» Supplied material
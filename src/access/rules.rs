use chrono::Utc;

use crate::error::Result;
use crate::store::Store;
use crate::types::{AccessRule, Capabilities};

/// One entry of the seed table.
#[derive(Debug, Clone, Copy)]
pub struct DefaultRule {
    pub role: &'static str,
    pub endpoint: &'static str,
    pub capabilities: Capabilities,
}

const fn rule(role: &'static str, endpoint: &'static str, capabilities: Capabilities) -> DefaultRule {
    DefaultRule {
        role,
        endpoint,
        capabilities,
    }
}

/// Rules seeded at startup. Within each endpoint the capability sets grow
/// from `user` to `admin` to `superadmin`.
pub const DEFAULT_RULES: &[DefaultRule] = &[
    rule("user", "/dashboard", Capabilities::VIEW),
    rule("user", "/datastore/browse", Capabilities::VIEW),
    rule("user", "/datastore/manage", Capabilities::CONTRIBUTE),
    rule("user", "/datastore/create", Capabilities::CONTRIBUTE),
    rule("user", "/settings", Capabilities::VIEW),
    rule("user", "/about", Capabilities::VIEW),
    rule("user", "/support", Capabilities::VIEW),
    rule("user", "/pipeline", Capabilities::VIEW),
    rule("user", "/usermanagement", Capabilities::NONE),
    rule("admin", "/dashboard", Capabilities::FULL),
    rule("admin", "/datastore/browse", Capabilities::FULL),
    rule("admin", "/datastore/manage", Capabilities::FULL),
    rule("admin", "/datastore/create", Capabilities::FULL),
    rule("admin", "/settings", Capabilities::FULL),
    rule("admin", "/about", Capabilities::FULL),
    rule("admin", "/support", Capabilities::FULL),
    rule("admin", "/pipeline", Capabilities::FULL),
    rule("admin", "/usermanagement", Capabilities::FULL),
    rule("superadmin", "/dashboard", Capabilities::FULL),
    rule("superadmin", "/datastore/browse", Capabilities::FULL),
    rule("superadmin", "/datastore/manage", Capabilities::FULL),
    rule("superadmin", "/datastore/create", Capabilities::FULL),
    rule("superadmin", "/settings", Capabilities::FULL),
    rule("superadmin", "/about", Capabilities::FULL),
    rule("superadmin", "/support", Capabilities::FULL),
    rule("superadmin", "/pipeline", Capabilities::FULL),
    rule("superadmin", "/usermanagement", Capabilities::FULL),
];

/// Inserts every default rule whose (role, endpoint) pair is missing.
/// Existing rules are left as they are, customised or not.
/// Returns how many rules were inserted.
pub fn upsert_defaults(store: &dyn Store) -> Result<usize> {
    let now = Utc::now();
    let mut inserted = 0;

    for default in DEFAULT_RULES {
        let rule = AccessRule {
            role: default.role.to_string(),
            endpoint: default.endpoint.to_string(),
            capabilities: default.capabilities,
            created_at: now,
        };
        if store.insert_access_rule_if_absent(&rule)? {
            inserted += 1;
        }
    }

    if inserted > 0 {
        tracing::info!("Seeded {inserted} default access rules");
    }
    Ok(inserted)
}
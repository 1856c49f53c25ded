mod admin;
mod dataset;
pub mod dto;
mod pipeline;
pub mod response;
mod router;
pub mod user;
pub mod validation;

pub use admin::admin_router;
pub use dataset::dataset_router;
pub use pipeline::pipeline_router;
pub use router::{AppState, create_router};
pub use user::{access_router, require_capability, user_router};
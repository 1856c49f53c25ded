use axum::{
    Json,
    http::{HeaderValue, StatusCode, header::WWW_AUTHENTICATE},
    response::{IntoResponse, Response},
};
use serde::Serialize;
use serde_json::json;

use crate::error::{Error, Result as StoreResult};

/// Standard API response wrapper
#[derive(Debug, Serialize)]
pub struct ApiResponse<T: Serialize> {
    pub data: Option<T>,
    pub error: Option<String>,
}

impl<T: Serialize> ApiResponse<T> {
    #[must_use]
    pub fn success(data: T) -> Self {
        Self {
            data: Some(data),
            error: None,
        }
    }
}

/// Paginated response for list endpoints
#[derive(Debug, Serialize)]
pub struct PaginatedResponse<T: Serialize> {
    pub data: Vec<T>,
    #[serde(skip_serializing_if = "Option::is_none")]
    pub next_cursor: Option<String>,
    pub has_more: bool,
}

impl<T: Serialize> PaginatedResponse<T> {
    #[must_use]
    pub fn new(data: Vec<T>, next_cursor: Option<String>, has_more: bool) -> Self {
        Self {
            data,
            next_cursor,
            has_more,
        }
    }
}

/// API error that converts to a proper HTTP response
#[derive(Debug)]
pub struct ApiError {
    pub status: StatusCode,
    pub message: String,
}

impl ApiError {
    #[must_use]
    pub fn bad_request(message: impl Into<String>) -> Self {
        Self {
            status: StatusCode::BAD_REQUEST,
            message: message.into(),
        }
    }

    #[must_use]
    pub fn unauthorized(message: impl Into<String>) -> Self {
        Self {
            status: StatusCode::UNAUTHORIZED,
            message: message.into(),
        }
    }

    #[must_use]
    pub fn not_found(message: impl Into<String>) -> Self {
        Self {
            status: StatusCode::NOT_FOUND,
            message: message.into(),
        }
    }

    #[must_use]
    pub fn conflict(message: impl Into<String>) -> Self {
        Self {
            status: StatusCode::CONFLICT,
            message: message.into(),
        }
    }

    #[must_use]
    pub fn forbidden(message: impl Into<String>) -> Self {
        Self {
            status: StatusCode::FORBIDDEN,
            message: message.into(),
        }
    }

    #[must_use]
    pub fn bad_gateway(message: impl Into<String>) -> Self {
        Self {
            status: StatusCode::BAD_GATEWAY,
            message: message.into(),
        }
    }

    #[must_use]
    pub fn internal(message: impl Into<String>) -> Self {
        Self {
            status: StatusCode::INTERNAL_SERVER_ERROR,
            message: message.into(),
        }
    }
}

impl From<Error> for ApiError {
    fn from(err: Error) -> Self {
        match err {
            Error::Unauthenticated => ApiError::unauthorized("Authentication required"),
            Error::NotFound => ApiError::not_found("Not found"),
            Error::AlreadyExists => ApiError::conflict("Already exists"),
            Error::Validation(msg) => ApiError::bad_request(msg),
            Error::Upstream(msg) => ApiError::bad_gateway(msg),
            other => {
                tracing::error!("Request failed: {other}");
                ApiError::internal("Internal server error")
            }
        }
    }
}

impl IntoResponse for ApiError {
    fn into_response(self) -> Response {
        let body = json!({ "data": null, "error": self.message });
        let mut response = (self.status, Json(body)).into_response();

        if self.status == StatusCode::UNAUTHORIZED {
            response.headers_mut().insert(
                WWW_AUTHENTICATE,
                HeaderValue::from_static("Bearer realm=\"warehouse\""),
            );
        }

        response
    }
}

/// Helper to paginate a slice and determine if there are more results
pub fn paginate<T, F>(items: Vec<T>, limit: usize, get_cursor: F) -> (Vec<T>, Option<String>, bool)
where
    F: Fn(&T) -> String,
{
    let has_more = items.len() > limit;
    let items: Vec<T> = items.into_iter().take(limit).collect();
    let next_cursor = if has_more {
        items.last().map(&get_cursor)
    } else {
        None
    };
    (items, next_cursor, has_more)
}

pub const DEFAULT_PAGE_SIZE: i32 = 50;

/// Extension trait for converting store results to API errors with a custom message.
pub trait StoreResultExt<T> {
    fn api_err(self, message: &'static str) -> Result<T, ApiError>;
}

impl<T> StoreResultExt<T> for StoreResult<T> {
    fn api_err(self, message: &'static str) -> Result<T, ApiError> {
        self.map_err(|_| ApiError::internal(message))
    }
}

/// Extension for Option types from store operations.
pub trait StoreOptionExt<T> {
    fn or_not_found(self, message: &'static str) -> Result<T, ApiError>;
}

impl<T> StoreOptionExt<T> for Option<T> {
    fn or_not_found(self, message: &'static str) -> Result<T, ApiError> {
        self.ok_or_else(|| ApiError::not_found(message))
    }
}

» Aim of the task
Only one stretch of the data is wanted: the lines from the one with "from store operations." through the last, repeated exactly.

» Exercise answer
/// Extension for Option types from store operations.
pub trait StoreOptionExt<T> {
    fn or_not_found(self, message: &'static str) -> Result<T, ApiError>;
}

impl<T> StoreOptionExt<T> for Option<T> {
    fn or_not_found(self, message: &'static str) -> Result<T, ApiError> {
        self.ok_or_else(|| ApiError::not_found(message))
    }
}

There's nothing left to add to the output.